Weichai n’est donc pas seulement un actionnaire intéressé par le rendement financier. C’est un groupe industriel inséré dans un système national qui considère la technologie, la construction navale, la mécanique avancée, la propulsion, la logistique et la mer comme des secteurs décisifs pour son ascension.
L’intérêt pour Ferretti doit donc être lu sur plusieurs plans.
Sur le plan commercial, Ferretti offre prestige, marques, revenus et accès au marché mondial du luxe.
Sur le plan industriel, il offre des compétences productives italiennes difficiles à reproduire rapidement.
Sur le plan technologique, il permet d’observer et d’intégrer des solutions avancées de la plaisance occidentale.
Sur le plan géopolitique, il donne à la Chine une présence renforcée dans un secteur maritime européen, dans un pays méditerranéen, membre de l’Union européenne et de l’Alliance atlantique.

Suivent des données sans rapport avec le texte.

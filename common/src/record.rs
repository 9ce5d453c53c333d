//! 画像ごとの結果レコード
//!
//! 集計結果と領域サマリーをまとめた最終出力。CSV/JSON出力と
//! オーバーレイ描画はこのレコードだけを参照する。

use crate::aggregate::aggregate_regions;
use crate::detection::DetectedObject;
use crate::grid::{Region, RegionRect};
use crate::preset::PipelineConfig;
use crate::types::{CategoryScores, ImageAggregate, Prediction, RegionCategorization};
use serde::{Deserialize, Serialize};

/// サマリーに残す上位予測の件数
pub const SUMMARY_TOP_PREDICTIONS: usize = 3;

/// 分類・スコアリング済みの1領域
#[derive(Debug, Clone)]
pub struct ScoredRegion {
    pub region: Region,
    pub predictions: Vec<Prediction>,
    pub categorization: RegionCategorization,
    /// 分類器呼び出しが失敗した領域
    pub failed: bool,
}

/// 出力用の領域サマリー
#[derive(Debug, Clone, Default, PartialEq, Serialize, Deserialize)]
#[serde(rename_all = "camelCase")]
pub struct RegionSummary {
    pub id: String,
    pub position: String,
    pub x: u32,
    pub y: u32,
    pub width: u32,
    pub height: u32,
    pub categories: Vec<String>,
    pub scores: CategoryScores,
    #[serde(default, skip_serializing_if = "Option::is_none")]
    pub dominant_category: Option<String>,
    pub top_predictions: Vec<Prediction>,
    /// 1位の予測確率
    pub confidence: f64,
    #[serde(default)]
    pub failed: bool,
}

impl RegionSummary {
    pub fn rect(&self) -> RegionRect {
        RegionRect {
            x: self.x,
            y: self.y,
            width: self.width,
            height: self.height,
        }
    }
}

/// 1画像の解析結果
#[derive(Debug, Clone, Default, PartialEq, Serialize, Deserialize)]
#[serde(rename_all = "camelCase")]
pub struct AnalysisResult {
    pub image_id: String,

    /// 画像ファイルのパス（オーバーレイ描画で使用）
    #[serde(default)]
    pub file_path: String,

    pub width: u32,
    pub height: u32,
    pub grid_size: u32,

    pub aggregate: ImageAggregate,

    /// 画像全体パスで検出したカテゴリ
    #[serde(default)]
    pub whole_image_categories: Vec<String>,

    pub regions: Vec<RegionSummary>,

    pub average_categories_per_region: f64,

    /// 物体検出で採用された物体（検出なしの設定では空）
    #[serde(default)]
    pub objects: Vec<DetectedObject>,

    #[serde(default, skip_serializing_if = "Option::is_none")]
    pub overlay_path: Option<String>,
}

impl AnalysisResult {
    pub fn has_category(&self, category: &str) -> bool {
        self.aggregate.all_categories.iter().any(|c| c == category)
    }

    pub fn region_count(&self, category: &str) -> u32 {
        self.aggregate.region_count(category)
    }

    /// 支配カテゴリが `category` の領域数
    pub fn dominant_region_count(&self, category: &str) -> u32 {
        self.aggregate.dominance_tally.get(category).copied().unwrap_or(0)
    }

    pub fn failed_region_count(&self) -> usize {
        self.regions.iter().filter(|r| r.failed).count()
    }

    /// 検出物のカテゴリ（出現順、重複なし）
    pub fn object_categories(&self) -> Vec<&str> {
        let mut categories: Vec<&str> = Vec::new();
        for object in &self.objects {
            if !categories.contains(&object.category.as_str()) {
                categories.push(&object.category);
            }
        }
        categories
    }
}

/// 領域結果から画像レコードを組み立てる
pub fn build_result(
    image_id: &str,
    width: u32,
    height: u32,
    config: &PipelineConfig,
    scored: &[ScoredRegion],
    whole_image: Option<&RegionCategorization>,
) -> AnalysisResult {
    let categorizations: Vec<RegionCategorization> =
        scored.iter().map(|s| s.categorization.clone()).collect();
    let mut aggregate = aggregate_regions(&categorizations, &config.taxonomy, config.dominance);

    let whole_image_categories = whole_image
        .map(|w| w.categories.clone())
        .unwrap_or_default();
    merge_whole_image(&mut aggregate, &whole_image_categories, config);

    let total_categories: usize = categorizations.iter().map(|c| c.categories.len()).sum();
    let average_categories_per_region = if scored.is_empty() {
        0.0
    } else {
        total_categories as f64 / scored.len() as f64
    };

    let regions = scored
        .iter()
        .map(|s| summarize_region(s, config.grid_size))
        .collect();

    AnalysisResult {
        image_id: image_id.to_string(),
        file_path: String::new(),
        width,
        height,
        grid_size: config.grid_size,
        aggregate,
        whole_image_categories,
        regions,
        average_categories_per_region,
        objects: Vec::new(),
        overlay_path: None,
    }
}

// 画像全体パスのカテゴリは和集合にだけ加え、領域数には数えない
fn merge_whole_image(aggregate: &mut ImageAggregate, extra: &[String], config: &PipelineConfig) {
    if extra.is_empty() {
        return;
    }
    let mut merged: Vec<String> = config
        .taxonomy
        .names()
        .filter(|name| {
            aggregate.all_categories.iter().any(|c| c == name) || extra.iter().any(|c| c == name)
        })
        .map(str::to_string)
        .collect();
    for name in aggregate.all_categories.iter().chain(extra) {
        if !merged.contains(name) {
            merged.push(name.clone());
        }
    }
    aggregate.all_categories = merged;
}

fn summarize_region(scored: &ScoredRegion, grid_size: u32) -> RegionSummary {
    let region = &scored.region;
    RegionSummary {
        id: region.id.clone(),
        position: region.position_label(grid_size),
        x: region.rect.x,
        y: region.rect.y,
        width: region.rect.width,
        height: region.rect.height,
        categories: scored.categorization.categories.clone(),
        scores: scored.categorization.scores.clone(),
        dominant_category: scored.categorization.dominant_category.clone(),
        top_predictions: scored
            .predictions
            .iter()
            .take(SUMMARY_TOP_PREDICTIONS)
            .cloned()
            .collect(),
        confidence: scored.predictions.first().map(|p| p.probability).unwrap_or(0.0),
        failed: scored.failed,
    }
}

#[cfg(test)]
mod tests {
    use super::*;
    use crate::grid::build_grid;
    use crate::preset::Preset;
    use crate::scorer::score_region;
    use crate::taxonomy::{BUILDINGS_CONCRETE, BUILDINGS_INFRASTRUCTURE, SOLAR_TECHNICAL, VEGETATION};

    fn pred(label: &str, probability: f64) -> Prediction {
        Prediction::new(label, probability).unwrap()
    }

    fn scored_regions(config: &PipelineConfig, predictions: &[Vec<Prediction>]) -> Vec<ScoredRegion> {
        let regions = build_grid(400, 400, config.grid_size).unwrap();
        regions
            .into_iter()
            .zip(predictions)
            .map(|(region, preds)| ScoredRegion {
                categorization: score_region(preds, &config.taxonomy, &config.scoring, config.dominance),
                predictions: preds.clone(),
                region,
                failed: false,
            })
            .collect()
    }

    #[test]
    fn test_build_result_detail() {
        let config = Preset::Detail.config();
        let mut predictions = vec![Vec::new(); 16];
        predictions[0] = vec![pred("tree", 0.9), pred("house", 0.05)];
        predictions[5] = vec![pred("solar dish, solar collector, solar furnace", 0.6)];
        predictions[15] = vec![pred("goldfish", 0.8)];

        let scored = scored_regions(&config, &predictions);
        let result = build_result("a.jpg", 400, 400, &config, &scored, None);

        assert_eq!(result.image_id, "a.jpg");
        assert_eq!(result.regions.len(), 16);
        assert_eq!(
            result.aggregate.all_categories,
            vec![VEGETATION, SOLAR_TECHNICAL, BUILDINGS_INFRASTRUCTURE]
        );
        assert_eq!(result.aggregate.active_region_count, 2);
        assert!((result.average_categories_per_region - 3.0 / 16.0).abs() < 1e-9);
        assert_eq!(result.regions[0].id, "R1C1");
        assert_eq!(result.regions[0].position, "top-left");
        assert_eq!(result.regions[0].confidence, 0.9);
        assert_eq!(result.regions[15].confidence, 0.8);
        assert!(result.regions[15].categories.is_empty());
        assert_eq!(result.aggregate.dominant_category, None);
    }

    #[test]
    fn test_build_result_ultra_dominance() {
        let config = Preset::Ultra.config();
        let mut predictions = vec![Vec::new(); 64];
        for p in predictions.iter_mut().take(10) {
            *p = vec![pred("tile roof", 0.4)];
        }
        for p in predictions.iter_mut().skip(10).take(3) {
            *p = vec![pred("tree", 0.4)];
        }

        let scored = scored_regions(&config, &predictions);
        let result = build_result("b.jpg", 400, 400, &config, &scored, None);

        assert_eq!(result.aggregate.dominant_category.as_deref(), Some(BUILDINGS_CONCRETE));
        assert!((result.aggregate.dominance_percent - 100.0 * 10.0 / 64.0).abs() < 1e-9);
        assert_eq!(result.dominant_region_count(BUILDINGS_CONCRETE), 10);
        assert_eq!(result.dominant_region_count(VEGETATION), 3);
    }

    #[test]
    fn test_top_predictions_truncated() {
        let config = Preset::Detail.config();
        let many: Vec<Prediction> = (0..8).map(|i| pred(&format!("label{}", i), 0.1)).collect();
        let mut predictions = vec![Vec::new(); 16];
        predictions[0] = many;
        let scored = scored_regions(&config, &predictions);
        let result = build_result("c.jpg", 400, 400, &config, &scored, None);
        assert_eq!(result.regions[0].top_predictions.len(), SUMMARY_TOP_PREDICTIONS);
    }

    #[test]
    fn test_whole_image_categories_not_counted_as_regions() {
        let config = Preset::Quadrant.config();
        let predictions = vec![vec![pred("tree", 0.5)], Vec::new(), Vec::new(), Vec::new()];
        let scored = scored_regions(&config, &predictions);
        let whole = score_region(&[pred("radio telescope", 0.4)], &config.taxonomy, &config.scoring, false);

        let result = build_result("d.jpg", 400, 400, &config, &scored, Some(&whole));
        assert_eq!(result.aggregate.all_categories, vec![VEGETATION, SOLAR_TECHNICAL]);
        assert_eq!(result.region_count(SOLAR_TECHNICAL), 0);
        assert_eq!(result.whole_image_categories, vec![SOLAR_TECHNICAL]);
        assert!(result.has_category(SOLAR_TECHNICAL));
    }

    #[test]
    fn test_zero_regions() {
        let config = Preset::Detail.config();
        let result = build_result("e.jpg", 0, 0, &config, &[], None);
        assert!(result.aggregate.all_categories.is_empty());
        assert_eq!(result.aggregate.active_region_count, 0);
        assert_eq!(result.average_categories_per_region, 0.0);
        assert_eq!(result.aggregate.dominant_category, None);
    }

    #[test]
    fn test_result_serialize_camel_case() {
        let config = Preset::Detail.config();
        let result = build_result("f.jpg", 0, 0, &config, &[], None);
        let json = serde_json::to_string(&result).unwrap();
        assert!(json.contains("\"imageId\":\"f.jpg\""));
        assert!(json.contains("\"averageCategoriesPerRegion\":0.0"));
        assert!(!json.contains("overlayPath"));
    }
}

Sur le plan géoéconomique, il permet de transformer une marque italienne en pièce d’une filière mondiale dans laquelle la Chine veut monter toujours plus haut : non plus seulement usine du monde, mais contrôleur de marques, de technologies et de réseaux de distribution.
Le soupçon de transfert technologique
La question la plus délicate concerne le possible transfert de technologies vers la Chine. Les interpellations parlementaires autour de l’affaire Ferretti insistent sur un point précis : des déclarations et des sources publiques auraient indiqué la possibilité de transferts de technologies navales avancées vers un pôle industriel à Qingdao, dans la province chinoise du Shandong, avec des applications potentiellement liées aux services publics, à la sécurité maritime et à des domaines d’intérêt militaire.

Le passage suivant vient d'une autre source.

//! パイプライン設定とプリセット
//!
//! グリッドサイズ・top-k・閾値・加点係数・支配カテゴリ解析の有無を
//! 1つの設定にまとめる。旧来の4種類の解析はプリセットとして残す。

use crate::detection::DetectionConfig;
use crate::error::{Error, Result};
use crate::grid;
use crate::scorer::ScoringParams;
use crate::taxonomy::Taxonomy;
use serde::{Deserialize, Serialize};
use std::fmt;
use std::str::FromStr;

/// 分類器の入力解像度（正方形）
pub const CLASSIFIER_INPUT_SIZE: u32 = 224;

/// 組み込みプリセット
#[derive(Debug, Clone, Copy, PartialEq, Eq, Default, Serialize, Deserialize)]
#[serde(rename_all = "lowercase")]
pub enum Preset {
    /// 2x2 + 画像全体パス
    Quadrant,
    /// 3x3、短いキーワード + 物体検出
    Multi,
    /// 4x4、拡張キーワード
    #[default]
    Detail,
    /// 8x8、2カテゴリ + 支配カテゴリ解析
    Ultra,
}

impl Preset {
    pub const ALL: [Preset; 4] = [Preset::Quadrant, Preset::Multi, Preset::Detail, Preset::Ultra];

    pub fn config(self) -> PipelineConfig {
        match self {
            Preset::Quadrant => PipelineConfig {
                grid_size: 2,
                top_k: 10,
                scoring: ScoringParams { threshold: 0.03, bonus_factor: 0.3 },
                dominance: false,
                whole_image_top_k: Some(15),
                detection: None,
                taxonomy: Taxonomy::base_three(),
            },
            Preset::Multi => PipelineConfig {
                grid_size: 3,
                top_k: 5,
                scoring: ScoringParams { threshold: 0.05, bonus_factor: 0.0 },
                dominance: false,
                whole_image_top_k: None,
                detection: Some(DetectionConfig::traffic()),
                taxonomy: Taxonomy::short_three(),
            },
            Preset::Detail => PipelineConfig {
                grid_size: 4,
                top_k: 8,
                scoring: ScoringParams { threshold: 0.02, bonus_factor: 0.2 },
                dominance: false,
                whole_image_top_k: None,
                detection: None,
                taxonomy: Taxonomy::extended_three(),
            },
            Preset::Ultra => PipelineConfig {
                grid_size: 8,
                top_k: 10,
                scoring: ScoringParams { threshold: 0.01, bonus_factor: 0.3 },
                dominance: true,
                whole_image_top_k: None,
                detection: None,
                taxonomy: Taxonomy::vegetation_vs_concrete(),
            },
        }
    }

    pub fn description(self) -> &'static str {
        match self {
            Preset::Quadrant => "2x2 quadrants plus a whole-image pass, 3 categories",
            Preset::Multi => "3x3 grid, short keyword lists, 3 categories plus object detection",
            Preset::Detail => "4x4 grid, extended keyword lists, 3 categories",
            Preset::Ultra => "8x8 grid, vegetation vs. concrete with dominance analysis",
        }
    }
}

impl FromStr for Preset {
    type Err = String;

    fn from_str(s: &str) -> std::result::Result<Self, Self::Err> {
        match s.to_lowercase().as_str() {
            "quadrant" | "simple" | "2x2" => Ok(Preset::Quadrant),
            "multi" | "3x3" => Ok(Preset::Multi),
            "detail" | "4x4" => Ok(Preset::Detail),
            "ultra" | "8x8" => Ok(Preset::Ultra),
            _ => Err(format!(
                "Unknown preset: {}. Use quadrant, multi, detail, or ultra",
                s
            )),
        }
    }
}

impl fmt::Display for Preset {
    fn fmt(&self, f: &mut fmt::Formatter<'_>) -> fmt::Result {
        match self {
            Preset::Quadrant => write!(f, "quadrant"),
            Preset::Multi => write!(f, "multi"),
            Preset::Detail => write!(f, "detail"),
            Preset::Ultra => write!(f, "ultra"),
        }
    }
}

/// 1回の実行で不変のパイプライン設定
#[derive(Debug, Clone, PartialEq, Serialize, Deserialize)]
#[serde(rename_all = "camelCase")]
pub struct PipelineConfig {
    pub grid_size: u32,
    /// 領域ごとに取得する予測数
    pub top_k: usize,
    pub scoring: ScoringParams,
    /// 支配カテゴリ解析を行うか
    pub dominance: bool,
    /// 画像全体を1回分類する場合の予測数
    #[serde(default)]
    pub whole_image_top_k: Option<usize>,
    /// 画像全体の物体検出（None なら行わない）
    #[serde(default)]
    pub detection: Option<DetectionConfig>,
    pub taxonomy: Taxonomy,
}

impl PipelineConfig {
    /// 画像に依存しない設定値の検証
    pub fn validate(&self) -> Result<()> {
        if self.grid_size == 0 {
            return Err(Error::Config("grid size must be at least 1".into()));
        }
        if self.top_k == 0 {
            return Err(Error::Config("top_k must be at least 1".into()));
        }
        if self.whole_image_top_k == Some(0) {
            return Err(Error::Config("whole-image top_k must be at least 1".into()));
        }
        self.scoring.validate()?;
        if let Some(detection) = &self.detection {
            detection.validate()?;
        }
        // 組み込みタクソノミーも同じ規則で再検証
        Taxonomy::new(self.taxonomy.categories().to_vec())?;
        Ok(())
    }

    /// 画像サイズがグリッドに対して十分か検証
    pub fn validate_image(&self, width: u32, height: u32) -> Result<()> {
        grid::validate_dimensions(width, height, self.grid_size)
    }

    pub fn region_count(&self) -> u32 {
        self.grid_size * self.grid_size
    }
}

impl Default for PipelineConfig {
    fn default() -> Self {
        Preset::default().config()
    }
}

C’est le cœur de l’affaire.
Il ne s’agit pas d’imaginer des scénarios fantaisistes. Il s’agit de comprendre si des technologies développées en Italie, éventuellement grâce à des compétences mûries dans le cadre de commandes publiques ou d’exigences institutionnelles, peuvent être reproduites, adaptées ou transférées dans un écosystème industriel chinois.
La guerre économique fonctionne ainsi : l’acquisition sociétaire devient un canal d’apprentissage ; le conseil d’administration devient un poste d’observation ; la réorganisation managériale devient un instrument de contrôle ; la coopération industrielle devient un mécanisme de transfert ; le pôle productif étranger devient un lieu d’absorption.
Il n’est pas nécessaire de voler quoi que ce soit au sens traditionnel. Il suffit de déplacer progressivement les décisions, les modèles, les personnels, les fournisseurs, les normes, les solutions techniques et les procédures. À la fin, la marque peut rester italienne, mais la souveraineté industrielle se vide de sa substance.
Ferretti comme cas d’école de guerre économique
L’affaire Ferretti révèle trois niveaux de conflit.
Le premier est sociétaire : Weichai contre Kkcg. Deux actionnaires se disputent la gouvernance, la direction générale, la présidence, les comités internes et l’orientation stratégique.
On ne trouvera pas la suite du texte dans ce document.